» WORK TASK
Select, from the data, each line where "Result" occurs.

» THE RECORDS
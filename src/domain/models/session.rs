#[cfg(test)]
#[path = "session_test.rs"]
mod tests;

use std::fmt;

/// Opaque bearer credential returned by the login endpoint.
#[derive(Clone, PartialEq, Eq)]
pub struct SessionToken(String);

impl SessionToken {
    /// Returns `None` for empty or whitespace-only values, as those can never
    /// authenticate a request.
    pub fn parse(value: &str) -> Option<SessionToken> {
        if value.trim().is_empty() {
            return None;
        }

        return Some(SessionToken(value.to_string()));
    }

    pub fn bearer(&self) -> String {
        return format!("Bearer {}", self.0);
    }
}

impl fmt::Debug for SessionToken {
    fn fmt(&self, f: &mut fmt::Formatter<'_>) -> fmt::Result {
        return write!(f, "SessionToken(***)");
    }
}

/// In-memory authentication state. Nothing here is ever written to disk.
#[derive(Clone, Debug, Default, PartialEq, Eq)]
pub enum Session {
    #[default]
    LoggedOut,
    LoggedIn(SessionToken),
}

impl Session {
    pub fn login(&mut self, token: SessionToken) {
        *self = Session::LoggedIn(token);
    }

    pub fn logout(&mut self) {
        *self = Session::LoggedOut;
    }

    pub fn token(&self) -> Option<&SessionToken> {
        match self {
            Session::LoggedIn(token) => return Some(token),
            Session::LoggedOut => return None,
        }
    }

    pub fn is_logged_in(&self) -> bool {
        return self.token().is_some();
    }
}
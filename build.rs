#![deny(clippy::implicit_return)]
#![allow(clippy::needless_return)]

use anyhow::Result;
use vergen::EmitBuilder;

fn main() -> Result<()> {
    // Outside of a git checkout vergen falls back to placeholder values rather
    // than failing the build.
    EmitBuilder::builder().all_build().git_describe(true, true, None).emit()?;

    return Ok(());
}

» FINISHED TASK
    fn fmt(&self, f: &mut fmt::Formatter<'_>) -> fmt::Result {
use anyhow::Result;
fn main() -> Result<()> {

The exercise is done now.